Book Read Free

The Homestead on the River

Page 36

by Rosie MacKenzie


  ‘Apart from what I’ve told you, I really don’t know.’

  ‘You reckon she’s got a screw loose?’

  ‘No.’

  ‘What if she made up the whole thing?’

  ‘I know in my heart she hasn’t made it up. When I think back it all falls into place. The timing. Everything. Now that I think back to the first time Jessica introduced me to Dermot, it was obvious she was besotted by him. She couldn’t take her eyes off him. She even told him to contact her, that he knew where to find her. And when I started going out with him, she sort of changed her attitude to me. What she told me is definitely true. There’s no doubt about it. And that, Lorna, is why I’ve destroyed Ronan’s life. And Clara’s.’

  Lorna got up and went to the window and gazed out. When she turned back to Kathleen she said, ‘And what are you doing now, eh? Destroying your own life. And the lives of the rest of the family while you’re at it. Ronan and Clara are young. They’ll get over it in time. It’s you I’m more worried about. And James. Lillie and the younger boys, too. For their sakes you’ve got to pull yourself together.’ She sighed heavily and turned back to the window. ‘Look at those dancing daffodils and the wattle in full bloom. Spring is out there. Don’t be a bloody idiot and keep it waiting.’ She glanced towards the door. ‘I’m going out to the kitchen to make a cup of tea and a plate of sandwiches. When I come back we’ll talk some more. Then I want you up, showered and damn well dressed. After that we’re going for a walk down to the horses.’ Without waiting for Kathleen to answer she began to move. ‘I mean it, my friend. Up and dressed.’

  Kathleen wiped her eyes. Lorna was right. She could hide in this room for the rest of her life or she could get on with it. Although she didn’t agree with Lorna that Ronan and Clara would get over what had happened, she had to admit that time was a great healer. In a way it had healed her over the years.

  What had happened with Ronan and Clara couldn’t be erased. But it could be made worse by Kathleen behaving as she was. Besides, she wasn’t the only one hurting. James was finding it hard to focus on running the stud and Lillie was still furious and hadn’t been in to see her since that initial outburst. As yet they hadn’t told Marcus and Freddie what had happened. To them Ronan and Clara had just gone back to Armidale as they normally would.

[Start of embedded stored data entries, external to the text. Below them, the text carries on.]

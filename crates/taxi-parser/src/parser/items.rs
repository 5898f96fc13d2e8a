//! Declaration parsing: namespaces, types, enums, aliases, annotations,
//! unions, extensions and services.

use super::types::{parse_annotations, parse_constraint_list, parse_literal, parse_path, parse_type_expr};
use super::{MarkOpened, Parser};
use crate::syntax_kind::SyntaxKind;

/// Tokens that may start a declaration.
const DECLARATION_START: &[SyntaxKind] = &[
    SyntaxKind::DOC_COMMENT,
    SyntaxKind::AT,
    SyntaxKind::CLOSED_KW,
    SyntaxKind::PARAMETER_KW,
    SyntaxKind::TYPE_KW,
    SyntaxKind::ENUM_KW,
    SyntaxKind::ANNOTATION_KW,
    SyntaxKind::SERVICE_KW,
];

pub(crate) fn parse_item(p: &mut Parser) {
    if p.at(SyntaxKind::NAMESPACE_KW) {
        parse_namespace(p);
    } else if p.at_any(DECLARATION_START) {
        parse_declaration(p);
    } else {
        p.advance_with_error("expected a declaration (`type`, `enum`, `annotation`, `service` or `namespace`)");
    }
}

/// `namespace a.b { items }` or `namespace a.b`. The second form leaves the
/// following items as siblings; the collator applies it to the rest of the file.
fn parse_namespace(p: &mut Parser) {
    let m = p.open();
    p.advance(); // NAMESPACE_KW

    if p.at(SyntaxKind::IDENT) {
        parse_path(p);
    } else {
        p.error("expected namespace name");
    }

    if !p.has_error() && p.at(SyntaxKind::L_BRACE) {
        let body = p.open();
        let brace_span = p.current_span();
        p.advance(); // {
        while !p.at(SyntaxKind::R_BRACE) && !p.at(SyntaxKind::EOF) && !p.has_error() {
            parse_item(p);
        }
        if !p.eat(SyntaxKind::R_BRACE) {
            p.error_with_related(
                "expected `}` to close namespace",
                brace_span,
                "namespace opened here",
            );
        }
        p.close(body, SyntaxKind::NAMESPACE_BODY);
    }

    p.close(m, SyntaxKind::NAMESPACE_DECL);
}

/// Doc comment, annotations and modifiers, then the keyword-specific part.
fn parse_declaration(p: &mut Parser) {
    let m = p.open();
    p.eat(SyntaxKind::DOC_COMMENT);
    parse_annotations(p);
    while p.at_any(&[SyntaxKind::CLOSED_KW, SyntaxKind::PARAMETER_KW]) {
        p.advance();
    }
    if p.has_error() {
        p.close(m, SyntaxKind::ERROR_NODE);
        return;
    }

    match (p.current(), p.nth(1), p.nth(2)) {
        (SyntaxKind::TYPE_KW, SyntaxKind::ALIAS_KW, SyntaxKind::EXTENSION_KW) => {
            parse_alias_extension(p, m)
        }
        (SyntaxKind::TYPE_KW, SyntaxKind::ALIAS_KW, _) => parse_alias(p, m),
        (SyntaxKind::TYPE_KW, SyntaxKind::EXTENSION_KW, _) => parse_type_extension(p, m),
        (SyntaxKind::TYPE_KW, _, _) => parse_type(p, m),
        (SyntaxKind::ENUM_KW, SyntaxKind::EXTENSION_KW, _) => parse_enum_extension(p, m),
        (SyntaxKind::ENUM_KW, _, _) => parse_enum(p, m),
        (SyntaxKind::ANNOTATION_KW, _, _) => parse_annotation_type(p, m),
        (SyntaxKind::SERVICE_KW, _, _) => parse_service(p, m),
        _ => {
            p.error("expected `type`, `enum`, `annotation` or `service`");
            p.close(m, SyntaxKind::ERROR_NODE);
        }
    }
}

/// A declared name: `Person` or `com.acme.Person`.
fn parse_name(p: &mut Parser, what: &str) {
    let m = p.open();
    if p.expect(SyntaxKind::IDENT, what) {
        while p.at(SyntaxKind::DOT) && p.nth(1) == SyntaxKind::IDENT {
            p.advance();
            p.advance();
        }
    }
    p.close(m, SyntaxKind::NAME);
}

// ── Types and unions ───────────────────────────────────────────────────

/// `type Name<T> inherits A { fields }`, `type Name inherits String`, or a
/// union `type Name = A | B`.
fn parse_type(p: &mut Parser, m: MarkOpened) {
    p.advance(); // TYPE_KW
    parse_name(p, "type name");

    if !p.has_error() && p.at(SyntaxKind::LT) {
        parse_type_param_list(p);
    }
    if !p.has_error() && p.at(SyntaxKind::INHERITS_KW) {
        parse_inherits(p);
    }

    if !p.has_error() && p.at(SyntaxKind::EQ) {
        p.advance(); // =
        let members = p.open();
        parse_type_expr(p);
        while !p.has_error() && p.eat(SyntaxKind::BAR) {
            parse_type_expr(p);
        }
        p.close(members, SyntaxKind::UNION_MEMBERS);
        p.close(m, SyntaxKind::UNION_DECL);
        return;
    }

    if !p.has_error() && p.at(SyntaxKind::L_BRACE) {
        parse_type_body(p);
    }
    p.close(m, SyntaxKind::TYPE_DECL);
}

fn parse_type_param_list(p: &mut Parser) {
    let m = p.open();
    p.advance(); // <
    loop {
        let param = p.open();
        p.expect(SyntaxKind::IDENT, "type parameter name");
        p.close(param, SyntaxKind::TYPE_PARAM);
        if p.has_error() || !p.eat(SyntaxKind::COMMA) {
            break;
        }
    }
    p.expect(SyntaxKind::GT, "`>` to close type parameters");
    p.close(m, SyntaxKind::TYPE_PARAM_LIST);
}

fn parse_inherits(p: &mut Parser) {
    let m = p.open();
    p.advance(); // INHERITS_KW
    parse_type_expr(p);
    while !p.has_error() && p.eat(SyntaxKind::COMMA) {
        parse_type_expr(p);
    }
    p.close(m, SyntaxKind::INHERITS_CLAUSE);
}

/// `{ field* }`. Commas between fields are optional.
fn parse_type_body(p: &mut Parser) {
    let m = p.open();
    let brace_span = p.current_span();
    p.advance(); // {

    while !p.at(SyntaxKind::R_BRACE) && !p.at(SyntaxKind::EOF) && !p.has_error() {
        parse_field(p);
        p.eat(SyntaxKind::COMMA);
    }

    if !p.eat(SyntaxKind::R_BRACE) {
        p.error_with_related("expected `}` to close type body", brace_span, "body opened here");
    }
    p.close(m, SyntaxKind::TYPE_BODY);
}

/// `[[doc]] @Ann closed name : Type(constraints) as Alias by accessor = default`
fn parse_field(p: &mut Parser) {
    let m = p.open();
    p.eat(SyntaxKind::DOC_COMMENT);
    parse_annotations(p);
    p.eat(SyntaxKind::CLOSED_KW);

    if !p.expect(SyntaxKind::IDENT, "field name") || !p.expect(SyntaxKind::COLON, "`:` after field name") {
        p.close(m, SyntaxKind::FIELD);
        return;
    }

    parse_type_expr(p);
    if !p.has_error() && p.at(SyntaxKind::L_PAREN) {
        parse_constraint_list(p);
    }
    if !p.has_error() && p.at(SyntaxKind::AS_KW) {
        let alias = p.open();
        p.advance(); // as
        parse_type_expr(p);
        p.close(alias, SyntaxKind::INLINE_ALIAS);
    }
    if !p.has_error() && p.at(SyntaxKind::BY_KW) {
        parse_accessor(p);
    }
    if !p.has_error() && p.at(SyntaxKind::EQ) {
        parse_default_value(p);
    }
    p.close(m, SyntaxKind::FIELD);
}

/// `by xpath("/a")`, `by column(2)` or `by { name by xpath("/n") }`.
fn parse_accessor(p: &mut Parser) {
    let m = p.open();
    p.expect(SyntaxKind::BY_KW, "`by`");

    if p.at(SyntaxKind::L_BRACE) {
        let destructured = p.open();
        let brace_span = p.current_span();
        p.advance(); // {
        while !p.at(SyntaxKind::R_BRACE) && !p.at(SyntaxKind::EOF) && !p.has_error() {
            let field = p.open();
            if p.expect(SyntaxKind::IDENT, "field name") {
                parse_accessor(p);
            }
            p.close(field, SyntaxKind::ACCESSOR_FIELD);
            p.eat(SyntaxKind::COMMA);
        }
        if !p.eat(SyntaxKind::R_BRACE) {
            p.error_with_related(
                "expected `}` to close destructured accessor",
                brace_span,
                "accessor opened here",
            );
        }
        p.close(destructured, SyntaxKind::DESTRUCTURED_ACCESSOR);
    } else if p.expect(SyntaxKind::IDENT, "accessor (`xpath`, `jsonPath` or `column`)")
        && p.expect(SyntaxKind::L_PAREN, "`(`")
    {
        parse_literal(p);
        p.expect(SyntaxKind::R_PAREN, "`)`");
    }

    p.close(m, SyntaxKind::ACCESSOR);
}

fn parse_default_value(p: &mut Parser) {
    let m = p.open();
    p.advance(); // =
    parse_literal(p);
    p.close(m, SyntaxKind::DEFAULT_VALUE);
}

// ── Enums ──────────────────────────────────────────────────────────────

fn parse_enum(p: &mut Parser, m: MarkOpened) {
    p.advance(); // ENUM_KW
    parse_name(p, "enum name");
    if !p.has_error() && p.at(SyntaxKind::INHERITS_KW) {
        parse_inherits(p);
    }
    if !p.has_error() {
        parse_enum_body(p, true);
    }
    p.close(m, SyntaxKind::ENUM_DECL);
}

/// `{ A, @Ann B }`. Shared by enum declarations and enum extensions; only
/// declarations may give values (`A(1)`) and synonyms.
fn parse_enum_body(p: &mut Parser, declaration: bool) {
    let brace_span = p.current_span();
    if !p.expect(SyntaxKind::L_BRACE, "`{`") {
        return;
    }
    while !p.at(SyntaxKind::R_BRACE) && !p.at(SyntaxKind::EOF) && !p.has_error() {
        let value = p.open();
        p.eat(SyntaxKind::DOC_COMMENT);
        parse_annotations(p);
        if p.expect(SyntaxKind::IDENT, "enum value") && declaration {
            if p.eat(SyntaxKind::L_PAREN) {
                parse_literal(p);
                p.expect(SyntaxKind::R_PAREN, "`)` after the enum value");
            }
            if !p.has_error() && p.at_contextual("synonym") {
                parse_enum_synonyms(p);
            }
        }
        p.close(value, SyntaxKind::ENUM_VALUE);
        p.eat(SyntaxKind::COMMA);
    }
    if !p.eat(SyntaxKind::R_BRACE) {
        p.error_with_related("expected `}` to close enum", brace_span, "enum opened here");
    }
}

/// `synonym of Other.VALUE` or `synonym of [A.X, B.Y]`
fn parse_enum_synonyms(p: &mut Parser) {
    let m = p.open();
    p.advance(); // synonym
    if !p.at_contextual("of") {
        p.error("expected `of` after `synonym`");
        p.close(m, SyntaxKind::ENUM_SYNONYMS);
        return;
    }
    p.advance(); // of
    if p.at(SyntaxKind::L_BRACKET) {
        let bracket_span = p.current_span();
        p.advance(); // [
        while !p.at(SyntaxKind::R_BRACKET) && !p.at(SyntaxKind::EOF) && !p.has_error() {
            parse_path(p);
            if !p.eat(SyntaxKind::COMMA) {
                break;
            }
        }
        if !p.has_error() && !p.eat(SyntaxKind::R_BRACKET) {
            p.error_with_related("expected `]` to close synonyms", bracket_span, "synonyms opened here");
        }
    } else {
        parse_path(p);
    }
    p.close(m, SyntaxKind::ENUM_SYNONYMS);
}

// ── Aliases and annotation types ───────────────────────────────────────

/// `type alias Name as Type`
fn parse_alias(p: &mut Parser, m: MarkOpened) {
    p.advance(); // TYPE_KW
    p.advance(); // ALIAS_KW
    parse_name(p, "alias name");
    if !p.has_error() && p.expect(SyntaxKind::AS_KW, "`as` followed by the aliased type") {
        parse_type_expr(p);
    }
    p.close(m, SyntaxKind::TYPE_ALIAS_DECL);
}

/// `annotation Name { fields }`. The body is optional.
fn parse_annotation_type(p: &mut Parser, m: MarkOpened) {
    p.advance(); // ANNOTATION_KW
    parse_name(p, "annotation name");
    if !p.has_error() && p.at(SyntaxKind::L_BRACE) {
        parse_type_body(p);
    }
    p.close(m, SyntaxKind::ANNOTATION_DECL);
}

// ── Extensions ─────────────────────────────────────────────────────────

/// `type extension Name { @Ann field, other : Refined = 'x' }`
fn parse_type_extension(p: &mut Parser, m: MarkOpened) {
    p.advance(); // TYPE_KW
    p.advance(); // EXTENSION_KW
    parse_name(p, "type name");

    let brace_span = p.current_span();
    if !p.has_error() && p.expect(SyntaxKind::L_BRACE, "`{`") {
        while !p.at(SyntaxKind::R_BRACE) && !p.at(SyntaxKind::EOF) && !p.has_error() {
            let field = p.open();
            p.eat(SyntaxKind::DOC_COMMENT);
            parse_annotations(p);
            p.expect(SyntaxKind::IDENT, "field name");
            if !p.has_error() && p.eat(SyntaxKind::COLON) {
                parse_type_expr(p);
                if !p.has_error() && p.at(SyntaxKind::EQ) {
                    parse_default_value(p);
                }
            }
            p.close(field, SyntaxKind::FIELD_EXTENSION);
            p.eat(SyntaxKind::COMMA);
        }
        if !p.eat(SyntaxKind::R_BRACE) {
            p.error_with_related("expected `}` to close extension", brace_span, "extension opened here");
        }
    }
    p.close(m, SyntaxKind::TYPE_EXTENSION);
}

fn parse_enum_extension(p: &mut Parser, m: MarkOpened) {
    p.advance(); // ENUM_KW
    p.advance(); // EXTENSION_KW
    parse_name(p, "enum name");
    if !p.has_error() {
        parse_enum_body(p, false);
    }
    p.close(m, SyntaxKind::ENUM_EXTENSION);
}

/// `type alias extension Name`, optionally followed by an empty `{ }`.
fn parse_alias_extension(p: &mut Parser, m: MarkOpened) {
    p.advance(); // TYPE_KW
    p.advance(); // ALIAS_KW
    p.advance(); // EXTENSION_KW
    parse_name(p, "alias name");
    if !p.has_error() && p.eat(SyntaxKind::L_BRACE) {
        p.expect(SyntaxKind::R_BRACE, "`}`: alias extensions may only add annotations and docs");
    }
    p.close(m, SyntaxKind::TYPE_ALIAS_EXTENSION);
}

// ── Services ───────────────────────────────────────────────────────────

fn parse_service(p: &mut Parser, m: MarkOpened) {
    p.advance(); // SERVICE_KW
    parse_name(p, "service name");

    let brace_span = p.current_span();
    if !p.has_error() && p.expect(SyntaxKind::L_BRACE, "`{`") {
        while !p.at(SyntaxKind::R_BRACE) && !p.at(SyntaxKind::EOF) && !p.has_error() {
            parse_operation(p);
        }
        if !p.eat(SyntaxKind::R_BRACE) {
            p.error_with_related("expected `}` to close service", brace_span, "service opened here");
        }
    }
    p.close(m, SyntaxKind::SERVICE_DECL);
}

/// `[[doc]] @Ann operation name(params) : ReturnType(constraints)`
fn parse_operation(p: &mut Parser) {
    let m = p.open();
    p.eat(SyntaxKind::DOC_COMMENT);
    parse_annotations(p);

    if p.expect(SyntaxKind::OPERATION_KW, "`operation`") && p.expect(SyntaxKind::IDENT, "operation name") {
        parse_param_list(p);
        if !p.has_error() && p.at(SyntaxKind::COLON) {
            let ret = p.open();
            p.advance(); // :
            parse_type_expr(p);
            if !p.has_error() && p.at(SyntaxKind::L_PAREN) {
                parse_constraint_list(p);
            }
            p.close(ret, SyntaxKind::RETURN_TYPE);
        }
    }
    p.close(m, SyntaxKind::OPERATION);
}

fn parse_param_list(p: &mut Parser) {
    let m = p.open();
    if p.expect(SyntaxKind::L_PAREN, "`(` to start parameters") {
        while !p.at(SyntaxKind::R_PAREN) && !p.at(SyntaxKind::EOF) && !p.has_error() {
            parse_param(p);
            if !p.eat(SyntaxKind::COMMA) {
                break;
            }
        }
        p.expect(SyntaxKind::R_PAREN, "`)` to close parameters");
    }
    p.close(m, SyntaxKind::PARAM_LIST);
}

/// `@Ann name : Type(constraints)`; the name is optional.
fn parse_param(p: &mut Parser) {
    let m = p.open();
    parse_annotations(p);
    if p.at(SyntaxKind::IDENT) && p.nth(1) == SyntaxKind::COLON {
        p.advance(); // name
        p.advance(); // :
    }
    parse_type_expr(p);
    if !p.has_error() && p.at(SyntaxKind::L_PAREN) {
        parse_constraint_list(p);
    }
    p.close(m, SyntaxKind::PARAM);
}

  She stood, stepped over to her wardrobe and pulled out a pair of jeans and a white shirt. She went into the hallway and called out to Lorna, who she could hear rattling cups and plates in the kitchen. ‘I won’t be long in the shower.’

  ‘Good on you,’ Lorna called back. ‘Tea will be ready when you’ve finished.’

  As Kathleen stood under the scalding water a few minutes later, she was grateful for the true friend Lorna had proved to be. It took someone like her to point out how she was damaging the rest of the family by wallowing in self-pity.

  * * *

  When James picked up the mail at the front gate the following week, he recognised Ronan’s handwriting straightaway. He ripped the envelope open and started to read.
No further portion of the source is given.